JAKARTA - Komisi B DPRD DKI Jakarta memanggil Pemerintah Provinsi (Pemprov) DKI Jakarta dan PT Pembangunan Jaya Ancol untuk menjelaskan payung hukum pemberian izin reklamasi Ancol seluas 155 hektare. 

Pemprov DKI yang diwakili Asisten Perekonomian DKI Sri Suharti belum bisa menjelaskan dasar hukum terkait izin yang dikeluarkan oleh Gubernur Anies Baswedan. Dia mengaku tidak begitu memahami soal permasalahan hukum terkait izin reklamasi Ancol. 

"Karena memang terkait dengan permasalahan yang mengawali pembahasan ini tidak (menyangkut, red) di perekonomian, jadi saya akan berkoordinasi dengan tim dari Pemprov DKI soal pembangunan," kata Suharti dalam rapat di Gedung DPRD DKI, Jakarta Pusat, Rabu, 8 Juli. 

Suharti meminta waktu kepada DPRD untuk mengumpulkan data terkait dengan pemberian izin itu. Untuk saat ini dia meminta penjelasan dari Pemprov DKI dalam bentuk tertulis.
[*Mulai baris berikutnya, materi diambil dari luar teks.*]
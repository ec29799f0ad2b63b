//! Common types used throughout gmanvault.

use serde::{Deserialize, Serialize};
use std::fmt;

/// Name of the operating user, as written into lock records and used to
/// name the plaintext workspace file.
///
/// Deserializing goes through [`Identity::new`], so names loaded from
/// configuration are checked the same way.
#[derive(Debug, Clone, PartialEq, Eq, Hash, Serialize, Deserialize)]
#[serde(try_from = "String", into = "String")]
pub struct Identity(String);

impl Identity {
    /// Fallback when no user name can be determined.
    pub const UNKNOWN: &'static str = "unknown";

    /// Create a new Identity from a string.
    ///
    /// # Preconditions
    /// - `name` must be non-empty
    /// - `name` must not contain path separators
    ///
    /// # Errors
    /// - Returns error if the name is empty or contains separators
    pub fn new(name: impl Into<String>) -> crate::Result<Self> {
        let name = name.into();
        if name.is_empty() {
            return Err(crate::Error::InvalidInput(
                "Identity cannot be empty".to_string(),
            ));
        }
        if name.contains('/') || name.contains('\\') {
            return Err(crate::Error::InvalidInput(
                "Identity cannot contain separators".to_string(),
            ));
        }
        Ok(Self(name))
    }

    /// Identity of the user running this process.
    ///
    /// Reads `USER`, `LOGNAME` and `USERNAME` in that order; separators are
    /// replaced so the result is always usable in a file name.
    pub fn current() -> Self {
        let name = ["USER", "LOGNAME", "USERNAME"]
            .iter()
            .filter_map(|var| std::env::var(var).ok())
            .map(|v| v.trim().replace(['/', '\\'], "_"))
            .find(|v| !v.is_empty())
            .unwrap_or_else(|| Self::UNKNOWN.to_string());
        Self(name)
    }

    /// Get the inner string value.
    pub fn as_str(&self) -> &str {
        &self.0
    }
}

impl TryFrom<String> for Identity {
    type Error = crate::Error;

    fn try_from(name: String) -> crate::Result<Self> {
        Self::new(name)
    }
}

impl From<Identity> for String {
    fn from(identity: Identity) -> Self {
        identity.0
    }
}

impl fmt::Display for Identity {
    fn fmt(&self, f: &mut fmt::Formatter<'_>) -> fmt::Result {
        write!(f, "{}", self.0)
    }
}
"Nanti kami akan membuat secara tertulisnya. Tentu, Ancol akan kita libatkan dalam pembahasan tersebut, termasuk juga kronologis dari awal," kata Sri.

"Jadi, agar nanti jadi dasar dan hal lain yang juga lebih lengkap, agar jadi pegangan kami semua dan masukan dari bapak dan ibu (DPRD), kami akan jawab secara tertulis," tambah dia. 

Demikian juga Direktur Utama PT Pembangunan Jaya Ancol Tbk. (PJAA) Teuku Sahir Syahali juga belum bisa menjelaskan landasan hukum atas izin yang diterima.

"Nanti (dasar hukum, red) itu dikaji berikutnya," kata Sahir usai rapat dengan DPRD.

Harus ada Perda

Anggota Komisi B DPRD DKI Gilbert Simanjuntak mengatakan, tidak menolak atau menerima terkait reklamasi Ancol, selama itu semua sesuai aturan. Namun, izin dikeluarkan sebelum adanya perda. Padahal, payung hukum untuk mengeluarkan izin adalah perda.

Payung hukum berupa perda mengenai rencana detail tata ruang (RDTR) dan zonasi menjadi syarat mutlak dalam perizinan reklamasi Ancol yang tertuang dalam Kepgub 237/2020. Namun, saat ini perda tersebut belum diterbitkan dan masih dalam rencana pembahasan pada tahun ini. 

"Kami juga bagian dari pemda yang mau pemda ini bersih, tidak kemudian bermasalah di kemudian hari. Kalau ingin membangun, pondasinya itu perda RDTR dan zonasi yang sudah dicabut oleh gubernur," ucap Gilbert.

Menurut dia, kurang tepat Pemprov DKI mengeluarkan izin dengan landasan Undang-Undang Nomor 29 Tahun 2007 Tentang Pemprov DKI sebagai Ibu Kota NKRI, dan Undang-Undang Nomor 23 Tahun 2004 Tentang Pemerintah Daerah, dan Undang-Undang Nomor 30 Tahun 2014 Tentang Administrasi Pemerintahan. Menurut dia, UU tersebut terkesan dipaksakan untuk menjadi landasan hukum yang melegalisasi perizinan reklamasi Ancol. 

"Pokoknya, selesaikan dulu perdanya sebagai dasar hukum yang bisa kita pegang. Sebab, ini bukan masalah yang sesederhana ingin membangun kawasan wisata yang menunjang perekonomian di DKI," ungkap Gilbert.

Sebagai informasi, perizinan perluasan kawasan Ancol ditetapkan dalam Keputusan Gubernur DKI Jakarta Nomor 237 Tahun 2020 pada 24 Februari 2020. Rinciannya, izin perluasan kawasan rekreasi seluas 35 hektare untuk rekreasi Dunia Fantasi (Dufan) dan 120 hektare untuk perluasan lahan di kawasan Ancol Timur.